MATERIAL FOR THIS TASK:

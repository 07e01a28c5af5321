use std::path::Path;

use crate::animation::preset::AnimationRequest;
use crate::assets::color::{self, ColorSpec};
use crate::foundation::core::Rgba8;
use crate::foundation::error::{ViviconError, ViviconResult};
use crate::render::backdrop::{BackdropFill, BackdropSpec, Outline};

pub use crate::render::backdrop::GradientDirection;

/// Output container for a generated icon.
#[derive(Clone, Copy, Debug, PartialEq, Eq, serde::Serialize, serde::Deserialize)]
#[serde(rename_all = "lowercase")]
pub enum OutputFormat {
    Svg,
    Png,
    Webp,
    Gif,
    Ico,
    Jpeg,
}

impl OutputFormat {
    pub fn from_extension(path: &Path) -> Option<Self> {
        let ext = path.extension()?.to_str()?.to_ascii_lowercase();
        match ext.as_str() {
            "svg" => Some(Self::Svg),
            "png" => Some(Self::Png),
            "webp" => Some(Self::Webp),
            "gif" => Some(Self::Gif),
            "ico" => Some(Self::Ico),
            "jpg" | "jpeg" => Some(Self::Jpeg),
            _ => None,
        }
    }

    pub fn extension(self) -> &'static str {
        match self {
            Self::Svg => "svg",
            Self::Png => "png",
            Self::Webp => "webp",
            Self::Gif => "gif",
            Self::Ico => "ico",
            Self::Jpeg => "jpg",
        }
    }

    /// SVG animates natively (SMIL); GIF is the animated raster container.
    pub fn supports_animation(self) -> bool {
        matches!(self, Self::Svg | Self::Gif)
    }
}

/// Backdrop plate description as it arrives from a user: raw color
/// strings, resolved to pixels via [`BackgroundStyle::resolve`].
#[derive(Clone, Debug, Default, PartialEq, serde::Serialize, serde::Deserialize)]
pub struct BackgroundStyle {
    /// Solid color or `(start,end)` gradient pair; empty and "none" mean
    /// no backdrop fill.
    #[serde(default)]
    pub color: Option<String>,
    #[serde(default)]
    pub direction: GradientDirection,
    #[serde(default)]
    pub corner_radius: f64,
    #[serde(default)]
    pub outline_width: f64,
    #[serde(default)]
    pub outline_color: Option<String>,
}

impl BackgroundStyle {
    pub fn validate(&self) -> ViviconResult<()> {
        if !self.corner_radius.is_finite() || self.corner_radius < 0.0 {
            return Err(ViviconError::validation(
                "background corner_radius must be finite and >= 0",
            ));
        }
        if !self.outline_width.is_finite() || self.outline_width < 0.0 {
            return Err(ViviconError::validation(
                "background outline_width must be finite and >= 0",
            ));
        }
        Ok(())
    }

    pub fn fill_color(&self) -> Option<&str> {
        self.color
            .as_deref()
            .map(str::trim)
            .filter(|c| !c.is_empty() && !c.eq_ignore_ascii_case("none"))
    }

    pub fn outline(&self) -> Option<(&str, f64)> {
        let color = self.outline_color.as_deref().map(str::trim)?;
        if color.is_empty() || self.outline_width <= 0.0 {
            return None;
        }
        Some((color, self.outline_width))
    }

    /// Resolve to a pixel-space backdrop, or `None` when there is nothing
    /// to draw. An outline without a fill gets a transparent plate.
    pub fn resolve(&self, size: u32) -> ViviconResult<Option<BackdropSpec>> {
        let fill_color = self.fill_color();
        let outline = self
            .outline()
            .map(|(c, width)| Outline {
                color: color::parse(c),
                width,
            });
        if fill_color.is_none() && outline.is_none() {
            return Ok(None);
        }

        let fill = match fill_color {
            None => BackdropFill::Solid(Rgba8::new(0, 0, 0, 0)),
            Some(raw) => match color::parse_spec(raw)? {
                ColorSpec::Solid(c) => BackdropFill::Solid(c),
                ColorSpec::Gradient(start, end) => BackdropFill::Gradient {
                    start,
                    end,
                    direction: self.direction,
                },
            },
        };
        Ok(Some(BackdropSpec {
            size,
            fill,
            corner_radius: self.corner_radius,
            outline,
        }))
    }
}

/// One icon to generate.
#[derive(Clone, Debug, PartialEq, serde::Serialize, serde::Deserialize)]
pub struct IconRequest {
    /// Path to an SVG file, or inline markup (recognized by a leading '<').
    pub source: String,
    #[serde(default = "default_size")]
    pub size: u32,
    /// Icon recolor: solid color or `(start,end)` gradient pair.
    #[serde(default)]
    pub color: Option<String>,
    /// Direction for an icon gradient recolor.
    #[serde(default)]
    pub direction: GradientDirection,
    #[serde(default)]
    pub background: BackgroundStyle,
    /// Animation, shorthand (`"spin:2s"`) or structured
    /// (`{"preset": "spin", "duration": "2s"}`).
    #[serde(default)]
    pub animation: Option<AnimationRequest>,
    #[serde(default = "default_fps")]
    pub fps: u32,
    /// Animation repeats; 0 loops forever.
    #[serde(default)]
    pub loop_count: u16,
    /// JPEG quality, 1-100.
    #[serde(default = "default_quality")]
    pub quality: u8,
}

fn default_size() -> u32 {
    256
}

fn default_fps() -> u32 {
    20
}

fn default_quality() -> u8 {
    95
}

impl IconRequest {
    pub fn new(source: impl Into<String>) -> Self {
        Self {
            source: source.into(),
            size: default_size(),
            color: None,
            direction: GradientDirection::default(),
            background: BackgroundStyle::default(),
            animation: None,
            fps: default_fps(),
            loop_count: 0,
            quality: default_quality(),
        }
    }

    pub fn validate(&self) -> ViviconResult<()> {
        if self.source.trim().is_empty() {
            return Err(ViviconError::validation("icon source must not be empty"));
        }
        if !(16..=4096).contains(&self.size) {
            return Err(ViviconError::validation(format!(
                "size must be within 16..=4096, got {}",
                self.size
            )));
        }
        if !(1..=120).contains(&self.fps) {
            return Err(ViviconError::validation(format!(
                "fps must be within 1..=120, got {}",
                self.fps
            )));
        }
        if !(1..=100).contains(&self.quality) {
            return Err(ViviconError::validation(format!(
                "quality must be within 1..=100, got {}",
                self.quality
            )));
        }
        if let Some(color) = &self.color {
            // Pair syntax must be well formed even though single colors
            // degrade to white.
            color::parse_spec(color)?;
        }
        self.background.validate()?;
        Ok(())
    }
}

/// A batch file: shared settings plus one entry per icon.
#[derive(Clone, Debug, PartialEq, serde::Serialize, serde::Deserialize)]
pub struct BatchSpec {
    #[serde(default)]
    pub color: Option<String>,
    #[serde(default)]
    pub direction: GradientDirection,
    #[serde(default = "default_size")]
    pub size: u32,
    #[serde(default)]
    pub background: BackgroundStyle,
    #[serde(default)]
    pub animation: Option<AnimationRequest>,
    #[serde(default = "default_fps")]
    pub fps: u32,
    #[serde(default)]
    pub loop_count: u16,
    #[serde(default = "default_quality")]
    pub quality: u8,
    /// Container for every entry; per-entry format wins over this.
    #[serde(default)]
    pub format: Option<OutputFormat>,
    pub icons: Vec<BatchEntry>,
}

/// Either a bare source string or a detailed entry with overrides.
#[derive(Clone, Debug, PartialEq, serde::Serialize, serde::Deserialize)]
#[serde(untagged)]
pub enum BatchEntry {
    Source(String),
    Detailed {
        source: String,
        #[serde(default)]
        name: Option<String>,
        #[serde(default)]
        color: Option<String>,
        #[serde(default)]
        size: Option<u32>,
        #[serde(default)]
        animation: Option<AnimationRequest>,
        #[serde(default)]
        format: Option<OutputFormat>,
    },
}

impl BatchEntry {
    pub fn source(&self) -> &str {
        match self {
            Self::Source(source) => source,
            Self::Detailed { source, .. } => source,
        }
    }

    /// Output stem: explicit name, else the source file stem, else a
    /// positional fallback for inline markup.
    pub fn output_stem(&self, index: usize) -> String {
        if let Self::Detailed {
            name: Some(name), ..
        } = self
        {
            return name.clone();
        }
        let source = self.source().trim();
        if !source.starts_with('<')
            && let Some(stem) = Path::new(source).file_stem().and_then(|s| s.to_str())
        {
            return stem.to_string();
        }
        format!("icon-{index}")
    }

    pub fn format(&self) -> Option<OutputFormat> {
        match self {
            Self::Source(_) => None,
            Self::Detailed { format, .. } => *format,
        }
    }

    /// Merge this entry over the batch-wide defaults.
    pub fn to_request(&self, batch: &BatchSpec) -> IconRequest {
        let mut request = IconRequest {
            source: self.source().to_string(),
            size: batch.size,
            color: batch.color.clone(),
            direction: batch.direction,
            background: batch.background.clone(),
            animation: batch.animation.clone(),
            fps: batch.fps,
            loop_count: batch.loop_count,
            quality: batch.quality,
        };
        if let Self::Detailed {
            color,
            size,
            animation,
            ..
        } = self
        {
            if let Some(color) = color {
                request.color = Some(color.clone());
            }
            if let Some(size) = size {
                request.size = *size;
            }
            if let Some(animation) = animation {
                request.animation = Some(animation.clone());
            }
        }
        request
    }
}

impl BatchSpec {
    pub fn validate(&self) -> ViviconResult<()> {
        if self.icons.is_empty() {
            return Err(ViviconError::validation("batch has no icons"));
        }
        Ok(())
    }
}

#[cfg(test)]
mod tests {
    use super::*;

    #[test]
    fn format_round_trips_through_extension() {
        let path = Path::new("out/icon.webp");
        assert_eq!(OutputFormat::from_extension(path), Some(OutputFormat::Webp));
        assert_eq!(
            OutputFormat::from_extension(Path::new("a.JPEG")),
            Some(OutputFormat::Jpeg)
        );
        assert_eq!(OutputFormat::from_extension(Path::new("a.tiff")), None);
        assert_eq!(OutputFormat::from_extension(Path::new("noext")), None);
    }

    #[test]
    fn only_svg_and_gif_animate() {
        assert!(OutputFormat::Svg.supports_animation());
        assert!(OutputFormat::Gif.supports_animation());
        assert!(!OutputFormat::Png.supports_animation());
        assert!(!OutputFormat::Webp.supports_animation());
    }

    #[test]
    fn request_defaults_fill_in() {
        let request: IconRequest = serde_json::from_str(r#"{"source": "icon.svg"}"#).unwrap();
        assert_eq!(request.size, 256);
        assert_eq!(request.fps, 20);
        assert_eq!(request.quality, 95);
        assert_eq!(request.loop_count, 0);
        request.validate().unwrap();
    }

    #[test]
    fn animation_accepts_shorthand_and_structured_forms() {
        let request: IconRequest =
            serde_json::from_str(r#"{"source": "a.svg", "animation": "spin:2s"}"#).unwrap();
        let spec = request.animation.unwrap().resolve().unwrap();
        assert_eq!(spec.duration_token(), "2s");

        let request: IconRequest = serde_json::from_str(
            r#"{"source": "a.svg", "animation": {"type": "pulse", "duration": "1s"}}"#,
        )
        .unwrap();
        let spec = request.animation.unwrap().resolve().unwrap();
        assert_eq!(spec.duration_token(), "1s");
    }

    #[test]
    fn out_of_range_settings_fail_validation() {
        let mut request = IconRequest::new("icon.svg");
        request.size = 8;
        assert!(request.validate().is_err());

        let mut request = IconRequest::new("icon.svg");
        request.fps = 0;
        assert!(request.validate().is_err());

        let mut request = IconRequest::new("icon.svg");
        request.color = Some("(red, blue, green)".to_string());
        assert!(request.validate().is_err());
    }

    #[test]
    fn background_none_resolves_to_nothing() {
        let style = BackgroundStyle {
            color: Some("none".to_string()),
            ..BackgroundStyle::default()
        };
        assert!(style.resolve(64).unwrap().is_none());
    }

    #[test]
    fn background_outline_without_fill_gets_a_clear_plate() {
        let style = BackgroundStyle {
            outline_width: 2.0,
            outline_color: Some("black".to_string()),
            ..BackgroundStyle::default()
        };
        let spec = style.resolve(64).unwrap().unwrap();
        assert_eq!(spec.fill, BackdropFill::Solid(Rgba8::new(0, 0, 0, 0)));
        assert!(spec.outline.is_some());
    }

    #[test]
    fn batch_entries_deserialize_bare_or_detailed() {
        let json = r#"{
            "size": 64,
            "color": "red",
            "icons": [
                "icons/home.svg",
                {"source": "icons/save.svg", "name": "disk", "size": 32}
            ]
        }"#;
        let batch: BatchSpec = serde_json::from_str(json).unwrap();
        batch.validate().unwrap();
        assert_eq!(batch.icons.len(), 2);

        let first = batch.icons[0].to_request(&batch);
        assert_eq!(first.size, 64);
        assert_eq!(first.color.as_deref(), Some("red"));
        assert_eq!(batch.icons[0].output_stem(0), "home");

        let second = batch.icons[1].to_request(&batch);
        assert_eq!(second.size, 32);
        assert_eq!(batch.icons[1].output_stem(1), "disk");
    }

    #[test]
    fn inline_markup_entries_get_positional_stems() {
        let entry = BatchEntry::Source("<svg viewBox=\"0 0 24 24\"/>".to_string());
        assert_eq!(entry.output_stem(3), "icon-3");
    }
}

AIM OF THE EXERCISE: Tell how many lines above contain the word "preset". Give the number alone.

WRITTEN SOLUTION: 2